ERIC SMITHDespite advances in analyzing tumor biology, choosing effective therapies for cancer patients remains difficult. This is partly because there are still no timely, foolproof ways to test whether a patient will respond to a particular treatment. Addressing this issue, two independent teams—one at the Fred Hutchinson Cancer Research Center in Seattle and another at MIT—have developed devices that can test a tumor’s response to multiple cancer drugs directly in the patient. Both devices are described today (April 22) in Science Translational Medicine.
If validated in human clinical studies, the devices—which are being further developed by spinoff companies—could be used before surgery to help identify the best course of individualized treatment for certain cancer patients.
“[These devices] are important because they capitalize on two aspects of the cancer problem. One is the fact that we have an enormous number...
“Rather than serially treating patients until the most effective regimen is uncovered, these platforms allow fast-forwarding to the [most effective] regimen that is revealed in the tumor in which the device is planted,” noted Keith Flaherty, a medical oncologist at the Massachusetts General Hospital Cancer Center who was not involved in the work, in an e-mail to The Scientist.
The devices could also be used to select patients for clinical trials based on their localized responses to a given drug. Jim Olson of Fred Hutchinson and Seattle Children’s Hospital, whose team developed one of the devices, called CIVO, said that one small clinical trial testing the device could potentially replace several Phase 2 trials that test drugs in cancer patients without first identifying subpopulations most likely to respond to the treatment.

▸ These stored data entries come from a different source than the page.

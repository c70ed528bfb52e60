// SPDX-License-Identifier: MPL-2.0
use std::fmt;
use std::path::PathBuf;
use std::sync::Arc;

/// Callback invoked on the mirror's logic thread.
pub type Callback = Arc<dyn Fn() + Send + Sync>;

/// Stable identity of a notification inside the feed.
///
/// The mirror only keeps this key, never the notification itself, so the
/// feed stays in charge of notification lifetime.
#[derive(Debug, Clone, Copy, PartialEq, Eq, Hash, PartialOrd, Ord)]
pub struct SourceId(u64);

impl SourceId {
    #[must_use]
    pub const fn new(raw: u64) -> Self {
        Self(raw)
    }

    #[must_use]
    pub fn raw(self) -> u64 {
        self.0
    }
}

impl fmt::Display for SourceId {
    fn fmt(&self, f: &mut fmt::Formatter<'_>) -> fmt::Result {
        write!(f, "#{}", self.0)
    }
}

/// State reported by a progress-capable notification.
#[derive(Debug, Clone, Copy, PartialEq, Eq, Default)]
pub enum ProgressState {
    #[default]
    Queued,
    Active,
    Completed,
    Cancelled,
    /// Any state the host adds that has no status label.
    Other,
}

/// Live progress reading for a notification.
#[derive(Debug, Clone, Copy, PartialEq)]
pub struct ProgressReport {
    /// Raw progress fraction; not necessarily clamped.
    pub value: f32,
    pub state: ProgressState,
    /// `false` once the operation reached a terminal state.
    pub ongoing: bool,
}

impl ProgressReport {
    #[must_use]
    pub fn new(value: f32, state: ProgressState) -> Self {
        Self {
            value,
            state,
            ongoing: matches!(state, ProgressState::Queued | ProgressState::Active),
        }
    }
}

/// Sender and body of a chat message.
#[derive(Debug, Clone, PartialEq, Eq)]
pub struct MessagePayload {
    pub sender: String,
    pub content: String,
}

/// Typed payload of a notification subtype.
#[derive(Debug, Clone, PartialEq, Eq, Default)]
pub enum NotificationKind {
    /// Plain informational notification. Never promoted to a reminder.
    Simple,
    /// Any other notification without extra payload.
    #[default]
    General,
    /// Private message addressed to the user.
    Message(MessagePayload),
    /// The user was mentioned in a channel.
    Mention {
        message: MessagePayload,
        channel: String,
    },
    /// Invitation to join a multiplayer room.
    Invitation { password: Option<String> },
    /// Long-running operation; live values come from the feed.
    Progress,
    /// Notification about another user, optionally with a cached avatar.
    UserAvatar {
        user_id: Option<u64>,
        avatar: Option<PathBuf>,
    },
}

/// A snapshot of one notification in the feed.
#[derive(Clone)]
pub struct Notification {
    pub id: SourceId,
    pub text: String,
    pub is_important: bool,
    pub is_transient: bool,
    pub kind: NotificationKind,
    /// Invoked when the toast body (or a button forwarding to it) is activated.
    pub on_activate: Option<Callback>,
}

impl Notification {
    pub fn new(id: SourceId, text: impl Into<String>) -> Self {
        Self {
            id,
            text: text.into(),
            is_important: false,
            is_transient: false,
            kind: NotificationKind::General,
            on_activate: None,
        }
    }

    #[must_use]
    pub fn important(mut self) -> Self {
        self.is_important = true;
        self
    }

    #[must_use]
    pub fn transient(mut self) -> Self {
        self.is_transient = true;
        self
    }

    #[must_use]
    pub fn with_kind(mut self, kind: NotificationKind) -> Self {
        self.kind = kind;
        self
    }

    #[must_use]
    pub fn on_activate(mut self, callback: impl Fn() + Send + Sync + 'static) -> Self {
        self.on_activate = Some(Arc::new(callback));
        self
    }

    /// Returns whether the feed should be polled for progress on this notification.
    #[must_use]
    pub fn reports_progress(&self) -> bool {
        matches!(self.kind, NotificationKind::Progress)
    }
}

impl fmt::Debug for Notification {
    fn fmt(&self, f: &mut fmt::Formatter<'_>) -> fmt::Result {
        f.debug_struct("Notification")
            .field("id", &self.id)
            .field("text", &self.text)
            .field("is_important", &self.is_important)
            .field("is_transient", &self.is_transient)
            .field("kind", &self.kind)
            .field("on_activate", &self.on_activate.is_some())
            .finish()
    }
}
// SPDX-License-Identifier: MPL-2.0
//! Per-toast progress sequencing.
//!
//! A [`ProgressTracker`] remembers the last progress snapshot pushed to the
//! sink and decides whether a new reading is worth another push. Every push
//! gets the next [`SequenceNumber`] so the platform can discard stale updates.

use crate::application::port::ProgressData;
use crate::domain::notification::{ProgressReport, ProgressState};
use crate::domain::toast::{status_label, ProgressValue, SequenceNumber};

#[derive(Debug, Clone, Copy, PartialEq)]
struct Snapshot {
    value: ProgressValue,
    state: ProgressState,
}

/// Progress state of one toast.
#[derive(Debug, Clone, Default)]
pub struct ProgressTracker {
    sequence: SequenceNumber,
    last: Option<Snapshot>,
}

impl ProgressTracker {
    #[must_use]
    pub fn new() -> Self {
        Self::default()
    }

    /// Sequence number of the most recent push (`0` before the first one).
    #[must_use]
    pub fn sequence(&self) -> SequenceNumber {
        self.sequence
    }

    /// Last pushed value, `None` until the first push.
    #[must_use]
    pub fn last_value(&self) -> Option<ProgressValue> {
        self.last.map(|s| s.value)
    }

    #[must_use]
    pub fn last_state(&self) -> Option<ProgressState> {
        self.last.map(|s| s.state)
    }

    /// Whether `report` differs enough from the last push to warrant an update.
    #[must_use]
    pub fn requires_update(&self, report: &ProgressReport) -> bool {
        let value = ProgressValue::from(report.value);
        match self.last {
            None => true,
            Some(last) => last.value.differs_from(value) || last.state != report.state,
        }
    }

    /// Records `report` and returns the data to push, or `None` when the
    /// reading is within epsilon of the last push with an unchanged state.
    pub fn observe(&mut self, report: &ProgressReport) -> Option<ProgressData> {
        if !self.requires_update(report) {
            return None;
        }

        let value = ProgressValue::from(report.value);
        self.sequence = self.sequence.next();
        self.last = Some(Snapshot {
            value,
            state: report.state,
        });

        Some(progress_data(value, report.state, self.sequence))
    }

    /// Forgets the last pushed snapshot after the push failed, so the next
    /// reading is pushed again. The sequence keeps increasing.
    pub fn forget_last(&mut self) {
        self.last = None;
    }

    /// Data carried by a (re-)display of the toast.
    ///
    /// Uses the last pushed snapshot when there is one, the live `report`
    /// otherwise. Does not advance the sequence.
    #[must_use]
    pub fn display_data(&self, report: Option<&ProgressReport>) -> Option<ProgressData> {
        match (self.last, report) {
            (Some(last), _) => Some(progress_data(last.value, last.state, self.sequence)),
            (None, Some(report)) => Some(progress_data(
                ProgressValue::from(report.value),
                report.state,
                self.sequence,
            )),
            (None, None) => None,
        }
    }
}

fn progress_data(
    value: ProgressValue,
    state: ProgressState,
    sequence: SequenceNumber,
) -> ProgressData {
    ProgressData {
        value,
        value_string: value.percent_string(),
        status: status_label(state).to_string(),
        sequence,
    }
}
// SPDX-License-Identifier: MPL-2.0
//! Process-unique identifiers for toasts and toast actions.
//!
//! Both identifiers are random 128-bit values so they can be embedded in
//! platform activation arguments without colliding across restarts of the
//! mirror.

use std::fmt;
use std::str::FromStr;
use uuid::Uuid;

/// Identifier of a surfaced toast. Primary key of the toast store.
#[derive(Debug, Clone, Copy, PartialEq, Eq, Hash, PartialOrd, Ord)]
pub struct ToastId(Uuid);

impl ToastId {
    /// Generates a fresh random identifier.
    #[must_use]
    pub fn new() -> Self {
        Self(Uuid::new_v4())
    }

    /// Returns the platform dedup tag derived from this identifier.
    #[must_use]
    pub fn tag(&self) -> String {
        self.0.to_string()
    }

    /// The action identifier used for the toast body.
    ///
    /// Activating the body of a toast reports the toast's own identifier.
    #[must_use]
    pub fn body_action(&self) -> ActionId {
        ActionId(self.0)
    }
}

impl Default for ToastId {
    fn default() -> Self {
        Self::new()
    }
}

impl fmt::Display for ToastId {
    fn fmt(&self, f: &mut fmt::Formatter<'_>) -> fmt::Result {
        write!(f, "{}", self.0)
    }
}

impl FromStr for ToastId {
    type Err = uuid::Error;

    fn from_str(s: &str) -> Result<Self, Self::Err> {
        Uuid::parse_str(s).map(Self)
    }
}

/// Identifier of a callback reachable from a toast body or button.
#[derive(Debug, Clone, Copy, PartialEq, Eq, Hash)]
pub struct ActionId(Uuid);

impl ActionId {
    /// Generates a fresh random identifier.
    #[must_use]
    pub fn new() -> Self {
        Self(Uuid::new_v4())
    }
}

impl Default for ActionId {
    fn default() -> Self {
        Self::new()
    }
}

impl fmt::Display for ActionId {
    fn fmt(&self, f: &mut fmt::Formatter<'_>) -> fmt::Result {
        write!(f, "{}", self.0)
    }
}

impl FromStr for ActionId {
    type Err = uuid::Error;

    fn from_str(s: &str) -> Result<Self, Self::Err> {
        Uuid::parse_str(s.trim()).map(Self)
    }
}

Right now, researchers are somewhat limited in their abilities to predict a patient’s response to certain therapies. Culturing tumor cells with a drug to test response—and resistance—fails to capture the effects of the host immune system and tumor microenvironment. Mouse avatars—murine xenografts made with a patient’s tumor to evaluate personalized therapy approaches—also have plenty of limitations, including, in most cases, time. They simply take too long to develop to be clinically relevant.
CIVO, a handheld device, can be used to deliver up to eight different cancer drugs (alone or in combination) into tumors close to the skin. Along with traceable fluorescent dye, the drugs are deposited in the center and the edges of the tumor, enabling the analysis of drug reaction in different tumor microenvironments. Following drug delivery, portions of the tumor can be excised and studied. “The system is internally controlled—allowing direct comparisons of drug responses in the same tumor,” Olson told The Scientist. “What we are looking for here is whether the cancer is inherently resistant to the drugs administered.”
Thus far, Olson and his colleagues have found that localized drug responses measured by the device are well-matched to the systemic responses to therapy observed in mouse models. An initial test in four cancer patients showed that the microinjection is well-tolerated and can induce localized responses that are easily tracked. Additional trials are now underway.
The device can also be used to streamline preclinical studies. “A [mouse] study to test the efficacy of a drug that used to take my lab a year and $250,000,” said Olson. “We can now get roughly the same information in three weeks with only a handful of mice.”
Meanwhile, MIT’s Robert Langer, Oliver Jonas, and their colleagues have developed an unnamed device that can deliver drugs to tumors deeper within tissues and be left implanted in the mass up to 72 hours, allowing the drug or drug combinations to diffuse. The cylindrical device—820 micrometers in diameter—is then removed with a coring needle and the surrounding tumor cells are analyzed. Thus far, the team has confirmed that the local drug responses within tumor microenvironments seen in mouse models of melanoma, prostate, and breast cancer mirrored the systemic responses observed in the same models.
Jonas told The Scientist in an e-mail that his team is now working to further miniaturize the device and planning clinical trials. The end goal is to provide oncologists with treatment recommendations within a day, he said.
“This technology is ideally suited for cancer types, such as lymphoma and breast cancer, for which there are multiple FDA [US Food and Drug Administration]-approved therapies or combination regimens,” said Flaherty.
Both devices have their limitations. For one, they’re not at this time meant to evaluate long-term drug response or resistance. And they can’t be used to evaluate local response to therapies delivered as prodrugs, which must be activated in the liver, noted Coombes. Further, the devices are designed to treat the bulk of the tumor mass and may not reach sparsely distributed pockets of cancer cells, he added.
To Flaherty’s mind, these devices show greatest potential for evaluating the potential efficacy of both approved and investigational cancer treatments that may be effective for a given cancer patient, but may not have been tested in a conventional clinical trial.
O. Jonas et al. “An implantable microdevice to perform high-throughput in vivo drug sensitivity testing in tumors,” Science Translational Medicine, doi:10.1126/scitranslmed.3010564, 2015.
R.A. Klinghoffer et al., “A technology platform to assess multiple cancer agents simultaneously within a patient’s tumor,” Science Translational Medicine, doi:10.1126/scitranslmed.aaa7489, 2015.